People see, hear, and understand language, among other things, to get information about the world around them. On the other hand, machines determine what's going on based on data. So, when a machine "sees" a photo, it has to turn that photo into data that it can use to do something like classify images. This process gets harder when inputs come in different formats, like videos, audio clips, and images.

What did they do?

The researchers made a method that uses AI to learn how to represent data in a way that captures concepts that can be seen or heard. For example, their approach can determine that a baby crying in a video clip is related to the word "crying" in an audio clip. With this information, their machine-learning model can determine where a specific action is happening in a video and label it.

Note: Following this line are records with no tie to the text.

//! Agent registry: immutable name-to-definition lookup.

use std::collections::HashMap;
use std::sync::Arc;

use crate::error::{Error, Result};
use crate::tools::ToolCatalog;

use super::{benefits_agent, AgentDefinition};

/// Name-keyed agent definitions, built once at startup and passed by
/// reference to the request handlers.
#[derive(Default)]
pub struct AgentRegistry {
    agents: HashMap<String, Arc<AgentDefinition>>,
}

impl AgentRegistry {
    /// Empty registry.
    pub fn new() -> Self {
        Self::default()
    }

    /// Registry holding the default agents, sharing tools with `catalog`.
    pub fn with_defaults(catalog: &ToolCatalog) -> Self {
        let mut registry = Self::new();
        registry.insert("benefits", benefits_agent(catalog));
        registry
    }

    pub fn insert(&mut self, key: impl Into<String>, agent: AgentDefinition) {
        self.agents.insert(key.into(), Arc::new(agent));
    }

    /// Look up one agent by registry key.
    pub fn get(&self, name: &str) -> Result<Arc<AgentDefinition>> {
        self.agents
            .get(name)
            .cloned()
            .ok_or_else(|| Error::UnknownAgent {
                name: name.to_string(),
                available: self.available(),
            })
    }

    /// Resolve names in request order; fails on the first unknown entry.
    pub fn resolve(&self, names: &[String]) -> Result<Vec<Arc<AgentDefinition>>> {
        names.iter().map(|name| self.get(name)).collect()
    }

    /// Registered keys, sorted for stable output.
    pub fn available(&self) -> Vec<String> {
        let mut keys: Vec<String> = self.agents.keys().cloned().collect();
        keys.sort_unstable();
        keys
    }

    /// All entries, sorted by key.
    pub fn entries(&self) -> Vec<(&str, &Arc<AgentDefinition>)> {
        let mut entries: Vec<(&str, &Arc<AgentDefinition>)> = self
            .agents
            .iter()
            .map(|(key, agent)| (key.as_str(), agent))
            .collect();
        entries.sort_unstable_by_key(|(key, _)| *key);
        entries
    }
}
//! # Steward
//!
//! An HTTP service that routes employee benefits requests to tool-calling
//! LLM agents.
//!
//! This library provides:
//! - An HTTP API for submitting requests to named agents
//! - A tool-resolution loop that alternates model calls with tool execution
//! - An OpenAI Responses API client with typed tool schemas
//!
//! ## Architecture
//!
//! One request flows through four layers:
//! 1. The API stages any uploaded files and resolves agent names
//! 2. The workflow wraps the invocation in timeout and retry policy
//! 3. The agent loop feeds tool results back to the model until it answers
//! 4. The tool catalog executes benefits tools, reporting failures inline
//!
//! ## Example
//!
//! ```rust,ignore
//! use steward::{api, Config};
//!
//! let config = Config::from_env()?;
//! api::serve(config).await?;
//! ```

pub mod api;
pub mod agent;
pub mod config;
pub mod error;
pub mod llm;
pub mod staging;
pub mod tools;
pub mod workflow;

pub use config::Config;
pub use error::{Error, Result};
//! OpenAI Responses API client.

use std::sync::Arc;

use async_trait::async_trait;
use serde::{Deserialize, Serialize};
use serde_json::Value;

use crate::config::Config;
use crate::error::{Error, Result};
use crate::tools::Tool;

use super::schema;
use super::transcript::{ModelTurn, ToolCall, TranscriptItem};
use super::LlmProvider;

/// Client for `POST /v1/responses`.
pub struct OpenAiProvider {
    http: reqwest::Client,
    api_key: String,
    base_url: String,
}

impl OpenAiProvider {
    pub fn new(api_key: String, base_url: String) -> Self {
        Self {
            http: reqwest::Client::new(),
            api_key,
            base_url: base_url.trim_end_matches('/').to_string(),
        }
    }

    /// Build from service config. Fails when no OpenAI credential is set.
    pub fn from_config(config: &Config) -> Result<Self> {
        let api_key = config
            .openai_api_key
            .clone()
            .ok_or(Error::MissingCredential("OPENAI_API_KEY"))?;
        Ok(Self::new(api_key, config.openai_base_url.clone()))
    }
}

#[derive(Serialize)]
struct ResponsesRequest<'a> {
    model: &'a str,
    input: &'a [TranscriptItem],
    #[serde(skip_serializing_if = "Option::is_none")]
    tools: Option<&'a [Value]>,
    #[serde(skip_serializing_if = "Option::is_none")]
    tool_choice: Option<&'static str>,
}

#[derive(Deserialize)]
struct ResponsesReply {
    #[serde(default)]
    output: Vec<Value>,
}

#[async_trait]
impl LlmProvider for OpenAiProvider {
    fn name(&self) -> &str {
        "openai"
    }

    fn build_tool_schemas(&self, tools: &[Arc<dyn Tool>]) -> Vec<Value> {
        schema::function_schemas(tools)
    }

    async fn create_response(
        &self,
        model: &str,
        transcript: &[TranscriptItem],
        tools: Option<&[Value]>,
    ) -> Result<ModelTurn> {
        let body = ResponsesRequest {
            model,
            input: transcript,
            tools,
            tool_choice: tools.map(|_| "auto"),
        };

        let url = format!("{}/v1/responses", self.base_url);
        tracing::debug!(model, items = transcript.len(), "calling OpenAI");

        let response = self
            .http
            .post(&url)
            .bearer_auth(&self.api_key)
            .json(&body)
            .send()
            .await
            .map_err(Error::Provider)?
            .error_for_status()
            .map_err(Error::Provider)?;

        let reply: ResponsesReply = response.json().await.map_err(Error::Provider)?;
        Ok(parse_output(reply.output))
    }
}

/// Split raw output items into tool calls and aggregated text, keeping the
/// raw items in provider order for transcript echoing.
fn parse_output(output: Vec<Value>) -> ModelTurn {
    let mut tool_calls = Vec::new();
    let mut text_parts: Vec<&str> = Vec::new();

    for item in &output {
        match item.get("type").and_then(Value::as_str) {
            Some("function_call") => {
                tool_calls.push(ToolCall {
                    call_id: string_field(item, "call_id"),
                    name: string_field(item, "name"),
                    arguments: item
                        .get("arguments")
                        .and_then(Value::as_str)
                        .unwrap_or("{}")
                        .to_string(),
                });
            }
            Some("message") => {
                if let Some(parts) = item.get("content").and_then(Value::as_array) {
                    for part in parts {
                        if part.get("type").and_then(Value::as_str) == Some("output_text") {
                            if let Some(text) = part.get("text").and_then(Value::as_str) {
                                text_parts.push(text);
                            }
                        }
                    }
                }
            }
            _ => {}
        }
    }

    let text = if text_parts.is_empty() {
        None
    } else {
        Some(text_parts.concat())
    };

    ModelTurn {
        output,
        tool_calls,
        text,
    }
}

fn string_field(item: &Value, key: &str) -> String {
    item.get(key)
        .and_then(Value::as_str)
        .unwrap_or_default()
        .to_string()
}
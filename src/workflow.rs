//! Workflow-style execution wrapper around agent invocation.
//!
//! This is not a durable engine. It supplies the two things the
//! orchestration layer owes the agent loop: a retry policy (bounded
//! attempts with capped exponential backoff) and a start-to-close timeout,
//! applied in-process around each activity. The loop itself stays free of
//! timeouts and retries.

use std::future::Future;
use std::sync::Arc;
use std::time::Duration;

use crate::agent::{invoke_agent, AgentDefinition};
use crate::config::Config;
use crate::error::{Error, Result};
use crate::tools::ToolCatalog;

/// Retry bounds for one activity.
#[derive(Debug, Clone)]
pub struct RetryPolicy {
    pub maximum_attempts: u32,
    pub initial_interval: Duration,
    pub maximum_interval: Duration,
}

impl Default for RetryPolicy {
    fn default() -> Self {
        Self {
            maximum_attempts: 3,
            initial_interval: Duration::from_secs(2),
            maximum_interval: Duration::from_secs(30),
        }
    }
}

impl RetryPolicy {
    /// Backoff before retry number `attempt` (0-based): doubles from the
    /// initial interval, capped at the maximum.
    pub fn delay_for_attempt(&self, attempt: u32) -> Duration {
        let exp = self
            .initial_interval
            .as_millis()
            .saturating_mul(2u128.saturating_pow(attempt));
        let capped = exp.min(self.maximum_interval.as_millis());
        Duration::from_millis(capped as u64)
    }
}

/// Execution bounds for one activity.
#[derive(Debug, Clone)]
pub struct ActivityOptions {
    pub start_to_close: Duration,
    pub retry: RetryPolicy,
}

/// Run `f` as an activity: each attempt races the start-to-close timeout,
/// and retryable failures back off then try again until the attempt budget
/// is spent. Non-retryable failures propagate immediately.
pub async fn execute_activity<T, F, Fut>(
    name: &'static str,
    options: &ActivityOptions,
    mut f: F,
) -> Result<T>
where
    F: FnMut() -> Fut,
    Fut: Future<Output = Result<T>>,
{
    let attempts = options.retry.maximum_attempts.max(1);
    let mut attempt: u32 = 0;

    loop {
        let result = match tokio::time::timeout(options.start_to_close, f()).await {
            Ok(result) => result,
            Err(_) => Err(Error::ActivityTimeout {
                activity: name,
                timeout: options.start_to_close,
            }),
        };

        match result {
            Ok(value) => return Ok(value),
            Err(err) => {
                attempt += 1;
                if !err.is_retryable() || attempt >= attempts {
                    return Err(err);
                }
                let delay = options.retry.delay_for_attempt(attempt - 1);
                tracing::warn!(
                    activity = name,
                    attempt,
                    error = %err,
                    delay_ms = delay.as_millis() as u64,
                    "activity attempt failed, backing off"
                );
                tokio::time::sleep(delay).await;
            }
        }
    }
}

/// Input to the agent workflow.
#[derive(Clone)]
pub struct AgentRequest {
    pub request_text: String,
    /// Presigned URLs of any staged uploads.
    pub request_files: Vec<String>,
    pub agents: Vec<Arc<AgentDefinition>>,
}

/// The one workflow this service runs: invoke the first resolved agent as a
/// single retrying activity.
pub struct AgentWorkflow {
    catalog: Arc<ToolCatalog>,
    config: Config,
}

impl AgentWorkflow {
    pub fn new(catalog: Arc<ToolCatalog>, config: Config) -> Self {
        Self { catalog, config }
    }

    fn invoke_options() -> ActivityOptions {
        ActivityOptions {
            start_to_close: Duration::from_secs(60),
            retry: RetryPolicy::default(),
        }
    }

    pub async fn run(&self, request: &AgentRequest) -> Result<String> {
        let agent = request.agents.first().ok_or(Error::NoAgents)?;
        let workflow_id = workflow_id(&request.request_text);

        tracing::info!(
            workflow_id = %workflow_id,
            agent = %agent.name,
            files = request.request_files.len(),
            "starting agent workflow"
        );

        // Only the first agent is exercised today; each invocation is
        // independent, so extending this to fan out is a caller concern.
        execute_activity("invoke-agent", &Self::invoke_options(), || {
            invoke_agent(
                agent,
                &request.request_text,
                &request.request_files,
                &self.catalog,
                &self.config,
            )
        })
        .await
    }
}

/// Log-correlation id derived from the leading request text.
fn workflow_id(text: &str) -> String {
    let prefix: String = text.chars().take(20).collect();
    format!("agent-workflow-{}", prefix)
}
//! Core tool-resolution loop.
//!
//! One invocation drives a private transcript through repeated provider
//! calls. Every tool call the model requests gets exactly one result turn,
//! appended in request order, before the next provider call; the provider
//! rejects a resumed transcript with unresolved calls. The loop never fails
//! because of a tool: tool problems travel back to the model as payloads.

use serde_json::{json, Map, Value};

use crate::config::Config;
use crate::error::{Error, Result};
use crate::llm::{LlmProvider, ModelTurn, OpenAiProvider, ProviderId, ToolCall, TranscriptItem};
use crate::tools::ToolCatalog;

use super::AgentDefinition;

/// Default tool-resolution budget per agent invocation.
pub const DEFAULT_MAX_ITERATIONS: usize = 5;

/// Returned when the budget runs out before the model settles on an answer.
/// A terminal outcome, not an error: the wrapping activity decides whether
/// the whole invocation is worth retrying.
pub const MAX_ITERATIONS_MESSAGE: &str = "Reached max tool iterations without final answer.";

/// Drives one agent invocation to completion.
pub struct AgentLoop<'a> {
    provider: &'a dyn LlmProvider,
    catalog: &'a ToolCatalog,
    max_iterations: usize,
}

impl<'a> AgentLoop<'a> {
    pub fn new(provider: &'a dyn LlmProvider, catalog: &'a ToolCatalog) -> Self {
        Self {
            provider,
            catalog,
            max_iterations: DEFAULT_MAX_ITERATIONS,
        }
    }

    pub fn with_max_iterations(mut self, max_iterations: usize) -> Self {
        self.max_iterations = max_iterations;
        self
    }

    /// Run over a seeded transcript until the model stops requesting tools.
    ///
    /// Returns the final text, the serialized turn when the model produced
    /// neither text nor tool calls, or [`MAX_ITERATIONS_MESSAGE`] on budget
    /// exhaustion. Provider and credential faults are the only errors.
    pub async fn run(
        &self,
        mut transcript: Vec<TranscriptItem>,
        tool_schemas: Option<&[Value]>,
        model: &str,
    ) -> Result<String> {
        for iteration in 0..self.max_iterations {
            tracing::debug!(iteration = iteration + 1, "agent loop iteration");

            let turn = self
                .provider
                .create_response(model, &transcript, tool_schemas)
                .await?;

            // Echo the raw output items first; the provider correlates the
            // tool results appended below against its own call items.
            transcript.extend(turn.output.iter().cloned().map(TranscriptItem::raw));

            if turn.tool_calls.is_empty() {
                return final_answer(&turn);
            }

            for call in &turn.tool_calls {
                let output = self.resolve_call(call).await;
                transcript.push(TranscriptItem::tool_output(call.call_id.clone(), output));
            }
        }

        tracing::warn!(
            max_iterations = self.max_iterations,
            "tool budget exhausted without final answer"
        );
        Ok(MAX_ITERATIONS_MESSAGE.to_string())
    }

    /// Produce the result payload for one requested call.
    async fn resolve_call(&self, call: &ToolCall) -> String {
        let args = parse_arguments(&call.arguments);

        if !call.name.is_empty() {
            if let Some(execution) = self.catalog.execute(&call.name, &args).await {
                if execution.is_error {
                    tracing::warn!(tool = %call.name, "tool execution failed");
                } else {
                    tracing::debug!(tool = %call.name, "tool executed");
                }
                return execution.payload;
            }
        }

        // Unknown or unnamed tool: answer with a placeholder carrying the
        // raw argument string so the model sees what it asked for.
        tracing::debug!(tool = %call.name, "no implementation for requested tool");
        json!({
            "result": format!(
                "Function '{}' called with args {}. Implementation needed.",
                call.name, call.arguments
            ),
        })
        .to_string()
    }
}

fn final_answer(turn: &ModelTurn) -> Result<String> {
    match &turn.text {
        Some(text) if !text.is_empty() => Ok(text.clone()),
        // No usable text: fall back to the whole structured turn rather
        // than returning an empty string.
        _ => Ok(serde_json::to_string(turn)?),
    }
}

/// Parse raw tool arguments. Anything that is not a JSON object comes back
/// as an empty map; tools treat missing keys as absent values.
fn parse_arguments(raw: &str) -> Map<String, Value> {
    match serde_json::from_str::<Value>(raw) {
        Ok(Value::Object(map)) => map,
        _ => Map::new(),
    }
}

/// Run one agent against a staged request: validate the model pin, build
/// the provider client and tool schemas, seed the transcript, drive the
/// loop. This is the body of the invoke-agent activity.
pub async fn invoke_agent(
    agent: &AgentDefinition,
    request_text: &str,
    request_files: &[String],
    catalog: &ToolCatalog,
    config: &Config,
) -> Result<String> {
    agent.provider.ensure_supported(&agent.model)?;

    let provider = match agent.provider {
        ProviderId::OpenAi => OpenAiProvider::from_config(config)?,
        ProviderId::Anthropic | ProviderId::Gemini => {
            return Err(Error::ProviderNotImplemented(agent.provider.as_str()))
        }
    };

    let schemas = if agent.tools.is_empty() {
        None
    } else {
        Some(provider.build_tool_schemas(&agent.tools))
    };

    let transcript = vec![
        TranscriptItem::system(agent.system_prompt.clone()),
        TranscriptItem::user(request_text, request_files),
    ];

    tracing::info!(
        agent = %agent.name,
        model = %agent.model,
        tools = agent.tools.len(),
        "invoking agent"
    );

    AgentLoop::new(&provider, catalog)
        .with_max_iterations(config.max_tool_iterations)
        .run(transcript, schemas.as_deref(), &agent.model)
        .await
}

#[cfg(test)]
mod tests {
    use super::*;

    #[test]
    fn arguments_parse_to_a_map() {
        let args = parse_arguments("{\"employee_id\": \"E-1\", \"n\": 2}");
        assert_eq!(args.get("employee_id").unwrap(), "E-1");
        assert_eq!(args.get("n").unwrap(), 2);
    }

    #[test]
    fn malformed_arguments_become_an_empty_map() {
        assert!(parse_arguments("{invalid").is_empty());
        assert!(parse_arguments("").is_empty());
    }

    #[test]
    fn non_object_arguments_become_an_empty_map() {
        assert!(parse_arguments("[1, 2]").is_empty());
        assert!(parse_arguments("\"text\"").is_empty());
        assert!(parse_arguments("42").is_empty());
    }

    fn test_agent(provider: ProviderId, model: &str) -> AgentDefinition {
        AgentDefinition {
            name: "Test Agent".to_string(),
            system_prompt: "You are a test agent.".to_string(),
            provider,
            model: model.to_string(),
            tools: vec![],
        }
    }

    #[tokio::test]
    async fn invoke_rejects_models_outside_the_allow_list() {
        let catalog = ToolCatalog::with_builtin_tools();
        let agent = test_agent(ProviderId::OpenAi, "gpt-2");

        let err = invoke_agent(&agent, "hi", &[], &catalog, &Config::new(None))
            .await
            .unwrap_err();
        assert!(matches!(err, Error::UnsupportedModel { .. }));
    }

    #[tokio::test]
    async fn invoke_reports_unimplemented_providers() {
        let catalog = ToolCatalog::with_builtin_tools();
        let agent = test_agent(ProviderId::Gemini, "gemini-pro");

        let err = invoke_agent(&agent, "hi", &[], &catalog, &Config::new(None))
            .await
            .unwrap_err();
        assert!(matches!(err, Error::ProviderNotImplemented("Gemini")));
    }

    #[tokio::test]
    async fn invoke_requires_the_openai_credential() {
        let catalog = ToolCatalog::with_builtin_tools();
        let agent = test_agent(ProviderId::OpenAi, "gpt-4");

        let err = invoke_agent(&agent, "hi", &[], &catalog, &Config::new(None))
            .await
            .unwrap_err();
        assert!(matches!(err, Error::MissingCredential("OPENAI_API_KEY")));
    }
}
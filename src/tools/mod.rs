//! Tool catalog: typed tool contracts and name-based dispatch.
//!
//! Tools declare a language-neutral parameter list; provider-specific
//! schema shapes are produced elsewhere (see `crate::llm::schema`). The
//! catalog is built once at startup and shared read-only with the agent
//! loop. A tool's own failure never propagates out of `execute`: it is
//! folded into the payload so the model can see it and react.

mod enrollment;
mod lookup;
mod planning;

use std::collections::HashMap;
use std::sync::Arc;

use async_trait::async_trait;
use serde_json::{json, Map, Value};
use thiserror::Error;

pub use enrollment::BenefitsEnrollment;
pub use lookup::{HealthInsuranceLookup, PtoBalanceLookup};
pub use planning::{CalculatePension, FsaHsaCalculator};

/// Wire-neutral parameter types. Each provider adapter maps these onto its
/// own schema vocabulary.
#[derive(Debug, Clone, Copy, PartialEq, Eq)]
pub enum ParamKind {
    String,
    Integer,
    Float,
    Boolean,
    List,
    Map,
    Any,
}

/// One declared tool parameter.
#[derive(Debug, Clone)]
pub struct ToolParameter {
    pub name: String,
    pub kind: ParamKind,
    pub description: String,
    pub required: bool,
}

impl ToolParameter {
    /// New required parameter. Use [`optional`](Self::optional) to relax.
    pub fn new(name: impl Into<String>, kind: ParamKind, description: impl Into<String>) -> Self {
        Self {
            name: name.into(),
            kind,
            description: description.into(),
            required: true,
        }
    }

    pub fn optional(mut self) -> Self {
        self.required = false;
        self
    }
}

/// A callable tool exposed to the model.
#[async_trait]
pub trait Tool: Send + Sync {
    /// Canonical name, used as the dispatch key.
    fn name(&self) -> &str;

    /// Human-readable description shown to the model.
    fn description(&self) -> &str;

    /// Declared parameters, in schema order.
    fn parameters(&self) -> Vec<ToolParameter>;

    /// Run the tool with already-parsed arguments. The returned string must
    /// itself be valid JSON; anything else is treated as a failure.
    async fn execute(&self, args: &Map<String, Value>) -> anyhow::Result<String>;
}

#[derive(Debug, Error)]
#[error("tool '{0}' is already registered")]
pub struct DuplicateTool(pub String);

/// Outcome of one catalog-dispatched execution. Failures inside the tool
/// land here as an error payload instead of propagating.
#[derive(Debug, Clone)]
pub struct ToolExecution {
    /// Serialized JSON payload to feed back to the model.
    pub payload: String,
    pub is_error: bool,
}

/// Immutable name-to-tool mapping.
#[derive(Default)]
pub struct ToolCatalog {
    tools: HashMap<String, Arc<dyn Tool>>,
}

impl ToolCatalog {
    /// Empty catalog.
    pub fn new() -> Self {
        Self::default()
    }

    /// Catalog pre-populated with the built-in benefits tools.
    pub fn with_builtin_tools() -> Self {
        let builtin: [Arc<dyn Tool>; 5] = [
            Arc::new(CalculatePension),
            Arc::new(HealthInsuranceLookup),
            Arc::new(PtoBalanceLookup),
            Arc::new(BenefitsEnrollment),
            Arc::new(FsaHsaCalculator),
        ];
        let mut tools: HashMap<String, Arc<dyn Tool>> = HashMap::new();
        for tool in builtin {
            tools.insert(tool.name().to_string(), tool);
        }
        Self { tools }
    }

    /// Register a tool under its canonical name.
    pub fn register(&mut self, tool: Arc<dyn Tool>) -> Result<(), DuplicateTool> {
        let name = tool.name().to_string();
        if self.tools.contains_key(&name) {
            return Err(DuplicateTool(name));
        }
        self.tools.insert(name, tool);
        Ok(())
    }

    pub fn lookup(&self, name: &str) -> Option<Arc<dyn Tool>> {
        self.tools.get(name).cloned()
    }

    pub fn len(&self) -> usize {
        self.tools.len()
    }

    pub fn is_empty(&self) -> bool {
        self.tools.is_empty()
    }

    /// Registered tool names, sorted for stable output.
    pub fn names(&self) -> Vec<&str> {
        let mut names: Vec<&str> = self.tools.keys().map(String::as_str).collect();
        names.sort_unstable();
        names
    }

    /// Execute a registered tool. Returns `None` when the name is unknown;
    /// the caller decides how to represent that to the model.
    ///
    /// A successful run must produce valid JSON; a failed run (or non-JSON
    /// output) becomes an error payload carrying the parsed arguments so the
    /// model can correct itself on the next turn.
    pub async fn execute(&self, name: &str, args: &Map<String, Value>) -> Option<ToolExecution> {
        let tool = self.lookup(name)?;

        let execution = match tool.execute(args).await {
            Ok(output) => match serde_json::from_str::<Value>(&output) {
                Ok(value) => ToolExecution {
                    payload: value.to_string(),
                    is_error: false,
                },
                Err(e) => failed_execution(e, args),
            },
            Err(e) => failed_execution(e, args),
        };

        Some(execution)
    }
}

/// Placeholder payload for tools whose real backend is not wired up yet:
/// echo the arguments so the model can keep reasoning about them.
pub(crate) fn stub_payload(name: &str, args: &Map<String, Value>) -> String {
    json!({
        "input": args,
        "note": format!("Stub {} implementation. Replace with real logic.", name),
    })
    .to_string()
}

fn failed_execution(error: impl std::fmt::Display, args: &Map<String, Value>) -> ToolExecution {
    let payload = json!({
        "error": format!("Tool execution failed: {}", error),
        "input": args,
    });
    ToolExecution {
        payload: payload.to_string(),
        is_error: true,
    }
}
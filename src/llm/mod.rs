//! LLM provider integration.
//!
//! Each provider implements [`LlmProvider`]: schema building plus a single
//! request/response call. The agent loop depends only on that interface,
//! which keeps it testable against scripted providers. OpenAI is the one
//! wired-up provider; Anthropic and Gemini are declared in the catalog with
//! model allow-lists but have no invocation path yet.

pub mod openai;
pub mod schema;
pub mod transcript;

use std::sync::Arc;

use async_trait::async_trait;
use serde::Serialize;
use serde_json::Value;

use crate::error::{Error, Result};
use crate::tools::Tool;

pub use openai::OpenAiProvider;
pub use transcript::{Content, ContentPart, MessageItem, ModelTurn, Role, ToolCall, TranscriptItem};

/// Models accepted for OpenAI agents.
pub const OPENAI_MODELS: &[&str] = &[
    "gpt-5",
    "gpt-5-mini",
    "gpt-4",
    "gpt-4-turbo",
    "gpt-4o",
    "gpt-4o-mini",
    "gpt-3.5-turbo",
];

/// Models accepted for Anthropic agents (declared, not yet invocable).
pub const ANTHROPIC_MODELS: &[&str] = &[
    "claude-3-5-sonnet-20241022",
    "claude-3-opus-20240229",
    "claude-3-haiku-20240307",
];

/// Models accepted for Gemini agents (declared, not yet invocable).
pub const GEMINI_MODELS: &[&str] = &[
    "gemini-pro",
    "gemini-pro-vision",
    "gemini-1.5-pro",
    "gemini-1.5-flash",
];

/// Which provider an agent talks to.
#[derive(Debug, Clone, Copy, PartialEq, Eq, Serialize)]
pub enum ProviderId {
    #[serde(rename = "OPENAI")]
    OpenAi,
    #[serde(rename = "ANTHROPIC")]
    Anthropic,
    #[serde(rename = "GEMINI")]
    Gemini,
}

impl ProviderId {
    pub fn as_str(&self) -> &'static str {
        match self {
            ProviderId::OpenAi => "OpenAI",
            ProviderId::Anthropic => "Anthropic",
            ProviderId::Gemini => "Gemini",
        }
    }

    pub fn supported_models(&self) -> &'static [&'static str] {
        match self {
            ProviderId::OpenAi => OPENAI_MODELS,
            ProviderId::Anthropic => ANTHROPIC_MODELS,
            ProviderId::Gemini => GEMINI_MODELS,
        }
    }

    /// Fails when `model` is not in this provider's allow-list.
    pub fn ensure_supported(&self, model: &str) -> Result<()> {
        if self.supported_models().contains(&model) {
            Ok(())
        } else {
            Err(Error::UnsupportedModel {
                provider: self.as_str(),
                model: model.to_string(),
                supported: self.supported_models(),
            })
        }
    }
}

impl std::fmt::Display for ProviderId {
    fn fmt(&self, f: &mut std::fmt::Formatter<'_>) -> std::fmt::Result {
        f.write_str(self.as_str())
    }
}

/// One implementation per provider: convert tool contracts into the
/// provider's schema shape, and issue one model call over a transcript.
#[async_trait]
pub trait LlmProvider: Send + Sync {
    fn name(&self) -> &str;

    /// Provider-native function schemas for the given tools.
    fn build_tool_schemas(&self, tools: &[Arc<dyn Tool>]) -> Vec<Value>;

    /// Issue a single model call. Every tool call present in the response
    /// must be surfaced, in the order the provider returned it.
    async fn create_response(
        &self,
        model: &str,
        transcript: &[TranscriptItem],
        tools: Option<&[Value]>,
    ) -> Result<ModelTurn>;
}

#[cfg(test)]
mod tests {
    use super::*;

    #[test]
    fn model_allow_lists_gate_each_provider() {
        assert!(ProviderId::OpenAi.ensure_supported("gpt-4").is_ok());
        assert!(ProviderId::Anthropic
            .ensure_supported("claude-3-opus-20240229")
            .is_ok());

        let err = ProviderId::OpenAi
            .ensure_supported("claude-3-opus-20240229")
            .unwrap_err();
        assert!(err.to_string().contains("not supported by OpenAI"));
    }

    #[test]
    fn provider_ids_serialize_in_wire_case() {
        assert_eq!(
            serde_json::to_value(ProviderId::OpenAi).unwrap(),
            serde_json::json!("OPENAI")
        );
        assert_eq!(
            serde_json::to_value(ProviderId::Gemini).unwrap(),
            serde_json::json!("GEMINI")
        );
    }
}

Their model also makes it easier for users to understand why the machine thinks the video it found matches their search. Researchers could use this method in the future to help robots learn about the world through their senses, more like how people do.

Technical description

The researchers from MIT have published an article named "Cross-Modal Discrete Representation Learning". In this article, the researchers proposed a framework for cross-modal representation learning with a discrete embedding space shared by different modalities and allowed to understand models. They also suggest a Cross-Modal Code Matching objective that encourages models to show crossmodel semantic concepts in the embedding space. The retrieval performance of video-text, video-audio, and image-audio datasets is improved when their discrete embedding space and objective to existing cross-modal representation learning models. Also, the researchers look at the shared embedding space and find that codewords tend to be used by both video and audio inputs that are semantically related.

What is representation learning?

The researchers primarily work on representation learning, a type of machine learning that tries to change the way input data to make tasks like classifying or making predictions easier.

The representation learning model takes raw data, like videos and the text captions that go with them, and encodes them by extracting features or observations about objects and actions in the video. Then, it puts these points of data on a grid, which is called an embedding space. Next, the model puts single issues on the grid that show groups of similar data. Finally, each of these information points, or vectors, is demonstrated by a single word. A video clip of a person juggling, for example, could be mapped to a vector called "juggling."

Image source: MIT News Office 

The researchers limit the model to only label vectors with 1,000 words. The model can choose which actions or ideas to put into a single vector, but it can only use 1,000 vectors. The model picks the words that it thinks of in the data. Instead of putting information from different modalities on different grids, their method uses a shared embedding space where researchers can put data from two modalities together. This approach lets the model learn the relationship between two kinds of representation, such as a video of someone juggling and an audio recording of someone saying "juggling." They made an algorithm that tells the machine how to put similar ideas into the same vector so that the system can process data from different sources.

How did they test it?

The researchers tested the model on cross-modal retrieval tasks with the following three datasets: 

• a video-text dataset with text captions, 
• a video-audio dataset with audio captions, and 
• an image-audio dataset with audio captions.

For example, in the video-audio dataset, the model picked 1,000 words to describe what was happening in the videos. Then, when the researchers gave it audio queries, the model tried to find the clip that best matched the spoken words. Their method was more likely to find better matches than the models they compared it to, but it was also easier to understand.

Conclusion

According to researchers, this could make it easier for humans to use the model in the real world, where understanding how it makes judgments is vital. Nonetheless, the model has some weaknesses that they plan to address soon. For one reason, their research concentrated on data from two modalities concurrently. However, according to academics, people in the real world deal with multiple data modalities simultaneously. Additionally, the photos and videos inside their collections depicted simple objects or actions. Data from the real world is significantly more chaotic. Additionally, they wish to determine how well their strategy performs with various inputs.